1Sam 8, 4-7. 10-22a; Sal 88; Mc 2, 1-12

No seremos dignos hijos de la Iglesia si no hacemos nuestras la llaga y la plegaria que están gritando en el corazón de nuestra madre y en el alma del Romano Pontífice. Los discípulos de Cristo estamos dispersos como un rebaño roto; y lo peor que pudiera sucedernos es que no nos doliera. A los cadáveres ya no les duele nada…
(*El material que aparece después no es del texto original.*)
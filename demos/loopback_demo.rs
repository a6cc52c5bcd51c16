//! Reliable send demonstration over a simulated link
//!
//! Shows the confirm-or-retry loop against a remote that echoes, one that
//! answers with the wrong text, and one that disappears mid-send.

use serial_ack::hardware::{ByteTransport, MockFallback, MockOpener, MockReply, MockTransport};
use serial_ack::protocol::RecordingDelay;
use serial_ack::{EchoReceiver, LinkTimings, ReliableSender, SendError};

fn main() -> Result<(), Box<dyn std::error::Error>> {
    println!("=== Serial Acknowledgment Link - Loopback Demo ===\n");

    demo_echoing_remote()?;
    demo_flaky_remote();
    demo_lost_remote();
    demo_receiver()?;

    println!("Loopback demo completed successfully!");
    Ok(())
}

fn demo_echoing_remote() -> Result<(), Box<dyn std::error::Error>> {
    println!("--- Echoing Remote ---");

    let opener = MockOpener::echoing();
    let traffic = opener.traffic();
    let mut sender = ReliableSender::new(opener).with_timings(LinkTimings::immediate());

    let delivery = sender.send("COM11", 115200, "PING", 5)?;
    println!("{} ({} attempt)", delivery, delivery.attempts);
    println!("Lines written: {:?}\n", traffic.written_lines());
    Ok(())
}

fn demo_flaky_remote() {
    println!("--- Flaky Remote ---");

    let opener = MockOpener::scripted(vec![
        MockReply::Silence,
        MockReply::Line("PIGN".to_string()),
        MockReply::Line("PING".to_string()),
    ]);
    let mut sender = ReliableSender::with_delay(opener, RecordingDelay::new());

    match sender.send("COM11", 115200, "PING", 5) {
        Ok(delivery) => println!("Delivered after {} attempts", delivery.attempts),
        Err(e) => println!("Unexpected failure: {}", e),
    }
    println!(
        "Would have slept {:?} in total on real hardware\n",
        sender.delay().total()
    );
}

fn demo_lost_remote() {
    println!("--- Lost Remote ---");

    let opener = MockOpener::scripted(vec![MockReply::Disconnect]);
    let traffic = opener.traffic();
    let mut sender = ReliableSender::new(opener).with_timings(LinkTimings::immediate());

    match sender.send("COM11", 115200, "PING", 5) {
        Err(SendError::ChannelUnavailable { port, source }) => {
            println!("Channel unavailable on {}: {}", port, source);
            println!("Recovery strategy: {:?}", source.recovery_strategy());
        }
        other => println!("Expected channel failure, got {:?}", other),
    }
    println!("Writes: {}, close calls: {}\n", traffic.writes(), traffic.close_calls());
}

fn demo_receiver() -> Result<(), Box<dyn std::error::Error>> {
    println!("--- Echo Receiver ---");

    let mut transport = MockTransport::new("COM12");
    transport.set_fallback(MockFallback::Silence);
    transport.push_line("hello");
    transport.push_line("0xABCDEF");
    let traffic = transport.traffic();

    let mut receiver = EchoReceiver::echo(transport);
    let stats = receiver.run_until(|stats| stats.received == 2)?;
    println!("Received {}, echoed {}", stats.received, stats.echoed);
    println!("Echoed lines: {:?}", traffic.written_lines());
    println!("Port open after run: {}\n", receiver.transport().is_open());
    Ok(())
}
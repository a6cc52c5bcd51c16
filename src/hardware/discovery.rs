//! Serial port enumeration

use crate::hardware::{CommError, CommResult};
use log::debug;
use serde::{Deserialize, Serialize};
use serialport::SerialPortType;
use std::fmt;

/// FTDI's USB vendor id
pub const FTDI_VID: u16 = 0x0403;

/// Bus a port is attached through
#[derive(Debug, Clone, Copy, PartialEq, Eq, Serialize, Deserialize)]
pub enum PortKind {
    Usb,
    Pci,
    Bluetooth,
    Unknown,
}

/// Description of one serial port present on the host
#[derive(Debug, Clone, PartialEq, Serialize, Deserialize)]
pub struct PortInfo {
    pub port_name: String,
    pub kind: PortKind,
    pub vid: Option<u16>,
    pub pid: Option<u16>,
    pub serial_number: Option<String>,
    pub manufacturer: Option<String>,
    pub product: Option<String>,
}

impl PortInfo {
    fn from_serialport(info: serialport::SerialPortInfo) -> Self {
        let mut port = PortInfo {
            port_name: info.port_name,
            kind: PortKind::Unknown,
            vid: None,
            pid: None,
            serial_number: None,
            manufacturer: None,
            product: None,
        };

        match info.port_type {
            SerialPortType::UsbPort(usb) => {
                port.kind = PortKind::Usb;
                port.vid = Some(usb.vid);
                port.pid = Some(usb.pid);
                port.serial_number = usb.serial_number;
                port.manufacturer = usb.manufacturer;
                port.product = usb.product;
            }
            SerialPortType::PciPort => port.kind = PortKind::Pci,
            SerialPortType::BluetoothPort => port.kind = PortKind::Bluetooth,
            SerialPortType::Unknown => {}
        }

        port
    }

    pub fn is_usb_device(&self, vid: u16, pid: Option<u16>) -> bool {
        self.vid == Some(vid) && pid.map_or(true, |pid| self.pid == Some(pid))
    }
}

impl fmt::Display for PortInfo {
    fn fmt(&self, f: &mut fmt::Formatter<'_>) -> fmt::Result {
        write!(f, "{}", self.port_name)?;
        match (self.vid, self.pid) {
            (Some(vid), Some(pid)) => write!(f, " [USB {:04x}:{:04x}]", vid, pid)?,
            _ => write!(f, " [{:?}]", self.kind)?,
        }
        if let Some(product) = &self.product {
            write!(f, " {}", product)?;
        }
        if let Some(serial) = &self.serial_number {
            write!(f, " (serial {})", serial)?;
        }
        Ok(())
    }
}

/// List every serial port the OS knows about
pub fn list_ports() -> CommResult<Vec<PortInfo>> {
    let ports = serialport::available_ports().map_err(|e| CommError::Enumeration {
        reason: e.to_string(),
    })?;

    debug!("Found {} serial port(s)", ports.len());
    Ok(ports.into_iter().map(PortInfo::from_serialport).collect())
}

/// First port in `ports` matching a USB vendor id and optional product id
pub fn select_usb_port(ports: &[PortInfo], vid: u16, pid: Option<u16>) -> Option<&PortInfo> {
    ports.iter().find(|port| port.is_usb_device(vid, pid))
}

/// Name of the first attached port matching the USB ids
pub fn find_usb_port(vid: u16, pid: Option<u16>) -> CommResult<Option<String>> {
    let ports = list_ports()?;
    Ok(select_usb_port(&ports, vid, pid).map(|port| port.port_name.clone()))
}

#[cfg(test)]
mod tests {
    use super::*;

    fn usb_port(name: &str, vid: u16, pid: u16) -> PortInfo {
        PortInfo {
            port_name: name.to_string(),
            kind: PortKind::Usb,
            vid: Some(vid),
            pid: Some(pid),
            serial_number: Some("FT8J2K1A".to_string()),
            manufacturer: Some("FTDI".to_string()),
            product: Some("C232HM-DDHSL-0".to_string()),
        }
    }

    #[test]
    fn test_select_usb_port() {
        let ports = vec![
            PortInfo {
                port_name: "/dev/ttyS0".to_string(),
                kind: PortKind::Unknown,
                vid: None,
                pid: None,
                serial_number: None,
                manufacturer: None,
                product: None,
            },
            usb_port("/dev/ttyUSB0", 0x10c4, 0xea60),
            usb_port("/dev/ttyUSB1", FTDI_VID, 0x6014),
        ];

        let found = select_usb_port(&ports, FTDI_VID, None).unwrap();
        assert_eq!(found.port_name, "/dev/ttyUSB1");
        assert!(select_usb_port(&ports, FTDI_VID, Some(0x6001)).is_none());
    }

    #[test]
    fn test_port_display() {
        let port = usb_port("COM11", FTDI_VID, 0x6014);
        assert_eq!(
            port.to_string(),
            "COM11 [USB 0403:6014] C232HM-DDHSL-0 (serial FT8J2K1A)"
        );
    }

    #[test]
    fn test_find_agrees_with_listing() {
        // Enumeration may be unavailable in sandboxed environments
        if let Ok(ports) = list_ports() {
            let expected = select_usb_port(&ports, FTDI_VID, None).map(|p| p.port_name.clone());
            assert_eq!(find_usb_port(FTDI_VID, None).unwrap(), expected);
        }
    }
}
«No me quieren por rey»… Esta queja de Dios brota del origen mismo de nuestra herida mortal. Si los cristianos no somos, como Cristo desea, «uno», si nos hemos dispersado, no ha sido -como tantos creen- a causa de discrepancias teológicas o de discusiones académicas. Si así fuera, todas nuestras heridas se curarían en una «mesa de diálogo», tan de moda en nuestro tiempo. Pero ni las mesas ni los foros bastarán, jamás, para sanar la herida, porque esa llaga ha sido originada por un pecado, y un pecado de soberbia: «¡Queremos un rey!»… Muy a mano tendríamos el ejemplo de Enrique VIII, a quien tantos encaramaron en el trono del Romano Pontífice para derrocar de allí a quien Cristo había sentado. «No te rechazan a ti, sino a mí; no me quieren por rey»… Muy a mano tendríamos el caso de Lutero, quien, al rechazar al Papa -un hombre, y hombre pecador como los demás- rechazaba el Señorío visible de Cristo sobre su vida… Pero cargar las tintas, ahora, sobre Lutero o sobre Enrique VIII sería una forma de eludir nuestra propia responsabilidad. Tenemos, en nuestra propia casa, heridas y desgarros tan profundos como aquéllos, o incluso más: muchos que se llaman católicos han abandonado la misa dominical; muchos han despreciado el sacramento del Perdón, y tienen en nada la confesión de los pecados auricular, personal, secreta… ¡Y frecuente!

Muchos se acercan a comulgar después de haber cometido pecados mortales. Muchos matrimonios «católicos» desprecian la doctrina de la Iglesia sobre regulación de la natalidad, y no consideran pecado el uso de medios anticonceptivos… ¿Para qué necesito yo traer aquí a Lutero?

«Llegaron cuatro llevando un paralítico…» El paralítico que traemos hoy, Señor, ante tu altar, eres Tú mismo: tu propio Cuerpo, despedazado a causa de la soberbia de los hombres. No te quisimos por rey, no consentimos que nos dijeses lo que teníamos que hacer… No hemos querido obedecer. Y así, los brazos por un lado, las piernas a lo suyo, y cada uno de los dedos buscándose a sí mismo, te ves, no ya paralítico, sino descuartizado. Quieren sanarte sobre una mesa, como si fueras un puzzle… Pero la única cura que tu Cuerpo tiene, ante una herida de pecado, es la penitencia; penitencia, oración, y humildad. Durante estos ocho días, rezaremos juntos, haremos penitencia, y procuraremos ser muy humildes al pedir, unidos a María, que todos seamos «uno» conforme a tus deseos. Sólo así escucharemos de tus labios las palabras salvadoras: «Hijo, tus pecados quedan perdonados (…) Levántate, coge tu camilla y vete a tu casa»… Al cielo: todos juntos al Cielo, para que, donde Tú estás, también nosotros estemos.